William_Krisel Born: Shanghai, China
Education: University of Southern California, 1949
Best known for: Butterfly roofs, the three-level House of Tomorrow with curving rooms and a glass pavilion front, and an unusual gift for merging quality and creativity with almost unthinkable quantity. His designs converge on midcentury modern neighborhoods where tract homes enjoy custom characteristics and a plenty of attention from buyers.

To own a Palm Springs home designed by William Krisel is an honor and a pleasure, but not a miracle. Throughout the heyday of affordable vacation homes in the 1950s and ’60s, Krisel was an architectural powerhouse. Along with partner Dan Palmer (of Palmer & Krisel) he designed not only homes but entire neighborhoods built by prominent developers like the Alexander Construction Company. Some have credited Krisel’s work for almost doubling the city’s population with the influx of people drawn to his sleek abodes that inspired a poolside living. Thanks to lead designer Krisel’s open floor plans, abundant glass, clerestory windows, and inspired rooflines, one would be hard-pressed to find someone before or since who has brought such modernism within reach of the masses.

After the firm worked with the Alexander Construction Company to design a profitable modern tract in L.A., the collaboration continued off South Palm Canyon Drive. The boxy Ocotillo Lodge sprang up in 1956, attracting potential homeowners to a new development behind it. In Twin Palms, Krisel rotated the floor plans, varied the facades, and alternated rooflines. This successful formula led to the design of more than 2,000 Alexander homes by Krisel, filling out complete areas with modernist sensibility.

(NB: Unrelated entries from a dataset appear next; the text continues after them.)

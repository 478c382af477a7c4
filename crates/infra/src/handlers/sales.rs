use std::sync::Arc;

use async_trait::async_trait;
use tracing::info;

use cashbook_accounting::{EntryType, LedgerResult, NewJournalEntry, NewJournalLine};
use cashbook_events::{EventBus, EventHandler, HandlerError};

use super::events::{BusinessEvent, SaleCompleted, SaleRefunded};
use super::tender_leg;
use crate::notify::LedgerEnvelope;
use crate::services::LedgerServices;
use crate::store::LedgerStore;

/// Sale: debit the tender, credit revenue (net) and tax. Refund: the mirror
/// image, with the net amount going to the refunds account.
#[derive(Debug)]
pub struct SalesHandler<S, B> {
    ledger: Arc<LedgerServices<S, B>>,
}

impl<S, B> SalesHandler<S, B>
where
    S: LedgerStore,
    B: EventBus<LedgerEnvelope>,
{
    pub fn new(ledger: Arc<LedgerServices<S, B>>) -> Self {
        Self { ledger }
    }

    async fn on_sale(&self, sale: &SaleCompleted) -> LedgerResult<()> {
        let gross = sale.gross()?;
        let mapping = &self.ledger.mapping;
        let tender = tender_leg(&self.ledger, sale.tender, sale.money_location_id).await?;

        let mut input = NewJournalEntry::new(EntryType::Sale)
            .dated(sale.timestamp)
            .reference("sale", sale.sale_id.clone())
            .line(tender.line(-gross).described(format!("Sale {}", sale.sale_id)))
            .line(NewJournalLine::credit(mapping.revenue.clone(), sale.net_amount));
        if !sale.tax_amount.is_zero() {
            input = input.line(NewJournalLine::credit(mapping.tax.clone(), sale.tax_amount));
        }
        if let Some(session) = tender.session {
            input = input.in_session(session);
        }

        let entry = self.ledger.journal.create_entry(input, sale.acting_user).await?;
        if let Some(location) = tender.location {
            self.ledger.sessions.record_sale(location, gross).await?;
        }
        info!(sale_id = %sale.sale_id, entry_number = %entry.entry.entry_number, "sale posted");
        Ok(())
    }

    async fn on_refund(&self, refund: &SaleRefunded) -> LedgerResult<()> {
        let gross = refund.gross()?;
        let mapping = &self.ledger.mapping;
        let tender = tender_leg(&self.ledger, refund.tender, refund.money_location_id).await?;

        let mut input = NewJournalEntry::new(EntryType::Refund)
            .dated(refund.timestamp)
            .reference("refund", refund.refund_id.clone())
            .notes(format!("Refund of sale {}", refund.sale_id))
            .line(tender.line(gross).described(format!("Refund {}", refund.refund_id)))
            .line(NewJournalLine::debit(mapping.refunds.clone(), refund.net_amount));
        if !refund.tax_amount.is_zero() {
            input = input.line(NewJournalLine::debit(mapping.tax.clone(), refund.tax_amount));
        }
        if let Some(session) = tender.session {
            input = input.in_session(session);
        }

        let entry = self.ledger.journal.create_entry(input, refund.acting_user).await?;
        if let Some(location) = tender.location {
            self.ledger.sessions.record_refund(location, gross).await?;
        }
        info!(refund_id = %refund.refund_id, entry_number = %entry.entry.entry_number, "refund posted");
        Ok(())
    }
}

#[async_trait]
impl<S, B> EventHandler<BusinessEvent> for SalesHandler<S, B>
where
    S: LedgerStore + 'static,
    B: EventBus<LedgerEnvelope> + 'static,
{
    fn name(&self) -> &'static str {
        "sales"
    }

    async fn handle(&self, message: &BusinessEvent) -> Result<(), HandlerError> {
        let result = match message {
            BusinessEvent::SaleCompleted(sale) => self.on_sale(sale).await,
            BusinessEvent::SaleRefunded(refund) => self.on_refund(refund).await,
            _ => Ok(()),
        };
        result.map_err(HandlerError::new)
    }
}

#[cfg(test)]
mod tests {
    use super::*;
    use std::str::FromStr;

    use chrono::Utc;
    use rust_decimal::Decimal;

    use cashbook_accounting::SessionStatus;
    use cashbook_core::UserId;

    use crate::handlers::Tender;
    use crate::testing::{Fixture, fixture};

    fn dec(s: &str) -> Decimal {
        Decimal::from_str(s).unwrap()
    }

    fn sale(tender: Tender, fixture: &Fixture) -> SaleCompleted {
        SaleCompleted {
            sale_id: "S-100".into(),
            net_amount: dec("826.45"),
            tax_amount: dec("173.55"),
            tender,
            money_location_id: Some(fixture.drawer.id),
            acting_user: UserId::new(),
            timestamp: Utc::now(),
        }
    }

    #[tokio::test]
    async fn cash_sale_posts_to_the_drawer_and_its_session() {
        let fx = fixture().await;
        let session = fx
            .ledger
            .sessions
            .open_session(fx.drawer.id, dec("200"), UserId::new(), None)
            .await
            .unwrap();
        let handler = SalesHandler::new(fx.ledger.clone());

        handler
            .handle(&BusinessEvent::SaleCompleted(sale(Tender::Cash, &fx)))
            .await
            .unwrap();

        let entries = fx.ledger.journal.list_entries(&Default::default()).await.unwrap();
        assert_eq!(entries.len(), 1);
        assert_eq!(entries[0].cash_session_id, Some(session.id));
        assert_eq!(fx.balance("1.1.01").await, dec("-1000"));
        assert_eq!(fx.balance("4.1.01").await, dec("826.45"));
        assert_eq!(fx.balance("2.1.02").await, dec("173.55"));

        let active = fx.ledger.sessions.get_active_session(fx.drawer.id).await.unwrap().unwrap();
        assert_eq!(active.cash_sales, dec("1000"));
        assert_eq!(active.status, SessionStatus::Open);
    }

    #[tokio::test]
    async fn card_sale_settles_through_clearing_without_touching_sessions() {
        let fx = fixture().await;
        let handler = SalesHandler::new(fx.ledger.clone());

        handler
            .handle(&BusinessEvent::SaleCompleted(sale(Tender::Card, &fx)))
            .await
            .unwrap();

        assert_eq!(fx.balance("1.1.04").await, dec("-1000"));
        assert_eq!(fx.balance("1.1.01").await, Decimal::ZERO);
    }

    #[tokio::test]
    async fn cash_refund_mirrors_the_sale() {
        let fx = fixture().await;
        fx.ledger
            .sessions
            .open_session(fx.drawer.id, dec("50"), UserId::new(), None)
            .await
            .unwrap();
        let handler = SalesHandler::new(fx.ledger.clone());

        handler
            .handle(&BusinessEvent::SaleRefunded(SaleRefunded {
                refund_id: "R-1".into(),
                sale_id: "S-99".into(),
                net_amount: dec("10"),
                tax_amount: dec("2.10"),
                tender: Tender::Cash,
                money_location_id: Some(fx.drawer.id),
                acting_user: UserId::new(),
                timestamp: Utc::now(),
            }))
            .await
            .unwrap();

        assert_eq!(fx.balance("1.1.01").await, dec("12.10"));
        assert_eq!(fx.balance("4.1.02").await, dec("-10"));
        assert_eq!(fx.balance("2.1.02").await, dec("-2.10"));
        let active = fx.ledger.sessions.get_active_session(fx.drawer.id).await.unwrap().unwrap();
        assert_eq!(active.cash_refunds, dec("12.10"));
    }

    #[tokio::test]
    async fn zero_total_is_refused_and_nothing_posts() {
        let fx = fixture().await;
        let handler = SalesHandler::new(fx.ledger.clone());
        let mut empty = sale(Tender::Cash, &fx);
        empty.net_amount = Decimal::ZERO;
        empty.tax_amount = Decimal::ZERO;

        assert!(handler.handle(&BusinessEvent::SaleCompleted(empty)).await.is_err());
        assert!(fx.ledger.journal.list_entries(&Default::default()).await.unwrap().is_empty());
    }

    #[tokio::test]
    async fn negative_net_is_refused_even_when_tax_makes_the_total_positive() {
        let fx = fixture().await;
        let handler = SalesHandler::new(fx.ledger.clone());
        let mut skewed = sale(Tender::Card, &fx);
        skewed.net_amount = dec("-10");
        skewed.tax_amount = dec("25");

        let err = handler.handle(&BusinessEvent::SaleCompleted(skewed)).await.unwrap_err();
        assert!(err.to_string().contains("net amount must be positive"), "{err}");

        let mut negative_tax = sale(Tender::Card, &fx);
        negative_tax.tax_amount = dec("-1");
        assert!(handler.handle(&BusinessEvent::SaleCompleted(negative_tax)).await.is_err());

        assert!(fx.ledger.journal.list_entries(&Default::default()).await.unwrap().is_empty());
        assert_eq!(fx.balance("4.1.01").await, Decimal::ZERO);
    }

    #[tokio::test]
    async fn oversized_amounts_are_refused_without_panicking() {
        let fx = fixture().await;
        let handler = SalesHandler::new(fx.ledger.clone());
        let mut huge = sale(Tender::Cash, &fx);
        huge.net_amount = Decimal::MAX;
        huge.tax_amount = Decimal::ONE;
        let err = handler.handle(&BusinessEvent::SaleCompleted(huge)).await.unwrap_err();
        assert!(err.to_string().contains("sale total overflow"), "{err}");

        let refund = SaleRefunded {
            refund_id: "R-2".into(),
            sale_id: "S-1".into(),
            net_amount: Decimal::MAX,
            tax_amount: Decimal::ONE,
            tender: Tender::Card,
            money_location_id: None,
            acting_user: UserId::new(),
            timestamp: Utc::now(),
        };
        assert!(handler.handle(&BusinessEvent::SaleRefunded(refund)).await.is_err());

        assert!(fx.ledger.journal.list_entries(&Default::default()).await.unwrap().is_empty());
    }
}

In Krisel’s Las Palmas Estates neighborhood the House of Tomorrow, originally conceived as an experiment in modern living, so impressed the Alexanders that they moved in and called it home. Elvis and Priscilla Presley spent their honeymoon there in 1967.

From a childhood in China to Beverly Hills High to USC, Krisel proved adaptable. He had been a licensed landscape architect since 1954 and left a profound legacy in the design of more than 30,000 modern living units across Southern California.

Years after earning his star on the Palm Springs Walk of Stars in 2009 for the magnitude of his 51-year career, Krisel was partnering in the restoration of his homes. He was a living legend with a voice of truth.

“Yet, on this 75th anniversary of the city,” Krisel told Palm Springs Life for a 2013 story, “I would like to say that Palm Springs should be very proud that it is known as the capital of the world for midcentury modern architecture, and it is the one city in America that really protects that design, advocates that design, and is proud of that design. I think if it wasn’t maintained, restored, and appreciated the way it is here in Palm Springs, it would be a bygone event, and you wouldn’t see it anywhere in the world. So I give the city and the people who live here full credit for the fact that midcentury modern is still appreciated.”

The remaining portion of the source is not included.